Copy each line of the entries below that contains the string "format".

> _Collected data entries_
● ● ● ● ●

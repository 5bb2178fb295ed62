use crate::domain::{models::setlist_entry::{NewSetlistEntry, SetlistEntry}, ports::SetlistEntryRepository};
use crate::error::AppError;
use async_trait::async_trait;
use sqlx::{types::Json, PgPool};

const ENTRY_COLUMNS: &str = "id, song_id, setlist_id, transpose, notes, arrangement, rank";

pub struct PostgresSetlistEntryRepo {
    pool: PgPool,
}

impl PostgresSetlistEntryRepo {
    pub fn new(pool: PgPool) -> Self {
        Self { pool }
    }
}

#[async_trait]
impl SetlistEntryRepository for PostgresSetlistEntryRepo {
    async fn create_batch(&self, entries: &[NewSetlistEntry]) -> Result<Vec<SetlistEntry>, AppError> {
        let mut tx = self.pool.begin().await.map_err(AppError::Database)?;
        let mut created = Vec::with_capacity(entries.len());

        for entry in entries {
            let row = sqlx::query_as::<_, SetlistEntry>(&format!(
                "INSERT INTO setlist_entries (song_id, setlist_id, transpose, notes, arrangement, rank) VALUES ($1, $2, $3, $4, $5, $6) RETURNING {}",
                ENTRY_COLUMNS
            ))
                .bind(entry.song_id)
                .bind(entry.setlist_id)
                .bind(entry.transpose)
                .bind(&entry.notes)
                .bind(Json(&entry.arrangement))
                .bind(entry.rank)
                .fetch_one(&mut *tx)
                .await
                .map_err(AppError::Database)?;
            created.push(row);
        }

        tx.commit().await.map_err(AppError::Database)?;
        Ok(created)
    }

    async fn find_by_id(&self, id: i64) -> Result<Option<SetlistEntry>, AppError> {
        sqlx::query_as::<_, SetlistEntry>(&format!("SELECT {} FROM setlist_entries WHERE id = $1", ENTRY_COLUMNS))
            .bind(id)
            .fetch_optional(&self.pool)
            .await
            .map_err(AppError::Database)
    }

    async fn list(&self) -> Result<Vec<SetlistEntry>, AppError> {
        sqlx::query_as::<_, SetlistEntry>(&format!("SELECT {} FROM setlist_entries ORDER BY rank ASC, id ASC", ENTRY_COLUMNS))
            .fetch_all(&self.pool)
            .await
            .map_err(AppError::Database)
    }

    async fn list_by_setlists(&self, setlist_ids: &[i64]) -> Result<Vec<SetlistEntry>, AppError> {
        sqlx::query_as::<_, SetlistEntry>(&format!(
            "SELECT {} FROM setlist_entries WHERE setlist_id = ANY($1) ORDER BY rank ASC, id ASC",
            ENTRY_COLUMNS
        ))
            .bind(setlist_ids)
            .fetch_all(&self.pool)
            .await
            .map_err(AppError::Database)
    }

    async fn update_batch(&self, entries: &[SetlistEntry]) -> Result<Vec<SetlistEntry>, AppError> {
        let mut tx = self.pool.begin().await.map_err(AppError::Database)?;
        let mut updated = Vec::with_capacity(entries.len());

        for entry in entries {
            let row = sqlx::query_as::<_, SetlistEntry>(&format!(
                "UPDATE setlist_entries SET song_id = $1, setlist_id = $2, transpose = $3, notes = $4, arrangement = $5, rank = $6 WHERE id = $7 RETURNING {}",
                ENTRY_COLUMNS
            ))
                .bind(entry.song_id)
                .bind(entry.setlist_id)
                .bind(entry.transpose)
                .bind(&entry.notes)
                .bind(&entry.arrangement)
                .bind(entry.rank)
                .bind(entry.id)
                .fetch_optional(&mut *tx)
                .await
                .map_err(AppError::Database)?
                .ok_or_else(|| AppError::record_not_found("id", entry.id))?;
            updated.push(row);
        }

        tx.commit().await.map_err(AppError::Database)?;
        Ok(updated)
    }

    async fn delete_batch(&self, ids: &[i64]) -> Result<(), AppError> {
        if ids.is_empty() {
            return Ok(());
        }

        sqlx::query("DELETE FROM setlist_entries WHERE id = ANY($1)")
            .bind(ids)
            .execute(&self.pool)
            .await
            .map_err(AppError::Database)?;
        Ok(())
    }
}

● ● ● ● ●

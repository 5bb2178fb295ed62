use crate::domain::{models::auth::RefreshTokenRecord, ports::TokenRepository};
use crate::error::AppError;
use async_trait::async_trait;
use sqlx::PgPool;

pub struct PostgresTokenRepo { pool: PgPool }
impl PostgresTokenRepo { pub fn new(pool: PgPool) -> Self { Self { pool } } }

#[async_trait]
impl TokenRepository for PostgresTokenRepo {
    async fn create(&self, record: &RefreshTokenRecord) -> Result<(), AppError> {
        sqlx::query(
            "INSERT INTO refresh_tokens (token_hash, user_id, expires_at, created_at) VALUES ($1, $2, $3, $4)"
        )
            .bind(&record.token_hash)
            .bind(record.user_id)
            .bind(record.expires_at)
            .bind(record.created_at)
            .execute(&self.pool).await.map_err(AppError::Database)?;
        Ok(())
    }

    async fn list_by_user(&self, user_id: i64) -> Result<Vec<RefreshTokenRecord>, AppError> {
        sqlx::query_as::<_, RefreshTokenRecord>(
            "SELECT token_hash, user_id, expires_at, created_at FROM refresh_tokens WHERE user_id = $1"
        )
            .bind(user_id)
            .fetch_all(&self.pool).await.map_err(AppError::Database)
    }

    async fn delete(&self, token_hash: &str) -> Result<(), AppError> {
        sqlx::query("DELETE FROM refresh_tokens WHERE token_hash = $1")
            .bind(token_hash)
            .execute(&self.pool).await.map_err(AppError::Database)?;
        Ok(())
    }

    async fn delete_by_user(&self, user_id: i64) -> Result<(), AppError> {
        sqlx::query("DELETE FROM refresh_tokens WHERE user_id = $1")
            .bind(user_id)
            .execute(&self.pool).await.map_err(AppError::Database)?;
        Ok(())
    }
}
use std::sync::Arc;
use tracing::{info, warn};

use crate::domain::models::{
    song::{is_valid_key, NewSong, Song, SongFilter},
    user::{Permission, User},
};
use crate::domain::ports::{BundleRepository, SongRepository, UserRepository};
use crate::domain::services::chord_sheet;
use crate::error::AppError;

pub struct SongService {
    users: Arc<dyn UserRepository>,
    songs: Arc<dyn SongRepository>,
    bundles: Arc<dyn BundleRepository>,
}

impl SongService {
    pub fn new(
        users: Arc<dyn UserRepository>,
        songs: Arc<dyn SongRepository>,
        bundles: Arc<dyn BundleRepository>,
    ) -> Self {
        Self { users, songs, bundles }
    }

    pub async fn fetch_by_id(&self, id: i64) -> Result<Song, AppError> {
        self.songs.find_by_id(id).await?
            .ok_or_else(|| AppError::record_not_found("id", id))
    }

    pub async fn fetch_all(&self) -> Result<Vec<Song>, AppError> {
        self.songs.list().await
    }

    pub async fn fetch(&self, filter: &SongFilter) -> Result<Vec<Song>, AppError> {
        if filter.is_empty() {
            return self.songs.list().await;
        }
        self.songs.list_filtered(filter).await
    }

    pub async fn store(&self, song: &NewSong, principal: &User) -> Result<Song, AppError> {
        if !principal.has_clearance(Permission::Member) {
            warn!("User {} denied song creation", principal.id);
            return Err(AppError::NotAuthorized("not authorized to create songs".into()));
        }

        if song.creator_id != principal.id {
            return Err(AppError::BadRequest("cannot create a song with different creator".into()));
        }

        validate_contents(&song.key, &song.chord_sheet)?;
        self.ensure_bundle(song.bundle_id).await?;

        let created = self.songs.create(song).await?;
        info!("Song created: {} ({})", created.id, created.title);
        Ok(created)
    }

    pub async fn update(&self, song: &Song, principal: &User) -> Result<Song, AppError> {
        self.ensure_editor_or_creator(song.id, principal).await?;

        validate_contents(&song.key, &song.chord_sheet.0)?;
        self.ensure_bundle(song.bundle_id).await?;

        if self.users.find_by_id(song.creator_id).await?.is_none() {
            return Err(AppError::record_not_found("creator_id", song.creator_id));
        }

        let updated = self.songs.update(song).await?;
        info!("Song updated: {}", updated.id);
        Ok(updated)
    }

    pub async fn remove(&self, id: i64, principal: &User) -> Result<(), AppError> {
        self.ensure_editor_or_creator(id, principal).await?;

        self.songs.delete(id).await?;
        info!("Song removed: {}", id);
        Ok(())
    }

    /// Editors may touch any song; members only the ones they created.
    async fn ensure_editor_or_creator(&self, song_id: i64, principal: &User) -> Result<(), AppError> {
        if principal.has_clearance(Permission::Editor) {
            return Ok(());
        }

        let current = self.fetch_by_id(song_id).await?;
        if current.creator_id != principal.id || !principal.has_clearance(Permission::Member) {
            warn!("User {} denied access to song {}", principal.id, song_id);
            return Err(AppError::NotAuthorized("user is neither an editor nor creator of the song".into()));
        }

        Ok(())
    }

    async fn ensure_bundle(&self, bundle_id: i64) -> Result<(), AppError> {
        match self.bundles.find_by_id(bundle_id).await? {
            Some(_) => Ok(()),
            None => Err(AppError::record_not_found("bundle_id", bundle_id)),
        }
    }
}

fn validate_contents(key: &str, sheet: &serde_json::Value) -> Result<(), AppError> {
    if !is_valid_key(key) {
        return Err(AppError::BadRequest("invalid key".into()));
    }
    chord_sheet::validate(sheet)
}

● ● ● ● ●

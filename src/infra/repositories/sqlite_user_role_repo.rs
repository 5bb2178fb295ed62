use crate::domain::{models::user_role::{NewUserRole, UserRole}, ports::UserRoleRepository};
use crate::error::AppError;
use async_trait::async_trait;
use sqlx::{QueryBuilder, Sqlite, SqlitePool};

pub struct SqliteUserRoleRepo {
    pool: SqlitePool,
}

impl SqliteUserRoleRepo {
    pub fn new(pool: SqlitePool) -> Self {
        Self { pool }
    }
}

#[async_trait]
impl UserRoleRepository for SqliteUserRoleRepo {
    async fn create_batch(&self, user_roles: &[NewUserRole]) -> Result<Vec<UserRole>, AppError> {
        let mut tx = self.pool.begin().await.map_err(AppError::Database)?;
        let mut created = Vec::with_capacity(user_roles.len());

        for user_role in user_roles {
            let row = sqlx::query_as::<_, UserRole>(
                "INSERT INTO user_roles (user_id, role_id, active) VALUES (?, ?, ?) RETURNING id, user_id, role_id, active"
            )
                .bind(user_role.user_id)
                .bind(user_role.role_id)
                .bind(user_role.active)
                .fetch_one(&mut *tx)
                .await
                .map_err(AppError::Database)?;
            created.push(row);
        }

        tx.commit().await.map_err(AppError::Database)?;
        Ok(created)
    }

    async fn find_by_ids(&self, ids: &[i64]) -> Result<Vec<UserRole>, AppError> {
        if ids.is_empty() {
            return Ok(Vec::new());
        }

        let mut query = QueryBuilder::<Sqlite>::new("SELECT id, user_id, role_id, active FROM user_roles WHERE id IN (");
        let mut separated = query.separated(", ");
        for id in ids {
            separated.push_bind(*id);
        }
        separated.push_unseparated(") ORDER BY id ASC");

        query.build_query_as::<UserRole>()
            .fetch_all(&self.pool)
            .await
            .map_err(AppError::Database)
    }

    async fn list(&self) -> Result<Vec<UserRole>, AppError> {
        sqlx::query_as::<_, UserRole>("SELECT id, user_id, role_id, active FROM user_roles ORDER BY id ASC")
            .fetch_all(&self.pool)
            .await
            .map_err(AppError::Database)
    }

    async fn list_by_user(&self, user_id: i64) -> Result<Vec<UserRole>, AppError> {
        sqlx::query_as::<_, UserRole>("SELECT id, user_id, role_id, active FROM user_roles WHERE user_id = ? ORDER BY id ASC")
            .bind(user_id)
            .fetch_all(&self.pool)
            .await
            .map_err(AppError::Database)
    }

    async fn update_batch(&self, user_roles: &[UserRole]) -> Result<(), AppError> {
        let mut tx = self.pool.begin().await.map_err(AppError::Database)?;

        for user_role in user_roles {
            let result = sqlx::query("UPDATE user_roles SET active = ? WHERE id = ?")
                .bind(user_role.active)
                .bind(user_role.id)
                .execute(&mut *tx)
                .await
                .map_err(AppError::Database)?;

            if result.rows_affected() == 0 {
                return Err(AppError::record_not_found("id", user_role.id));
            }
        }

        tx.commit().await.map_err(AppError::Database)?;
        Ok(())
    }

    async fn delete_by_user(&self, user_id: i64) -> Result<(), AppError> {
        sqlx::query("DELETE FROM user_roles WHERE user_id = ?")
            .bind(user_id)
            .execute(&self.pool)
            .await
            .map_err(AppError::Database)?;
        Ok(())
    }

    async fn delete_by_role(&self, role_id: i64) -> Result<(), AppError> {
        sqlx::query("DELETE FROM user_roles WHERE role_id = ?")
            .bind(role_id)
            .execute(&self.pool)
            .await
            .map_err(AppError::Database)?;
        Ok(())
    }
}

● ● ● ● ●

> _TASK OUTPUT_
            let row = sqlx::query_as::<_, SetlistEntry>(&format!(
        sqlx::query_as::<_, SetlistEntry>(&format!("SELECT {} FROM setlist_entries WHERE id = $1", ENTRY_COLUMNS))
        sqlx::query_as::<_, SetlistEntry>(&format!("SELECT {} FROM setlist_entries ORDER BY rank ASC, id ASC", ENTRY_COLUMNS))
        sqlx::query_as::<_, SetlistEntry>(&format!(
            let row = sqlx::query_as::<_, SetlistEntry>(&format!(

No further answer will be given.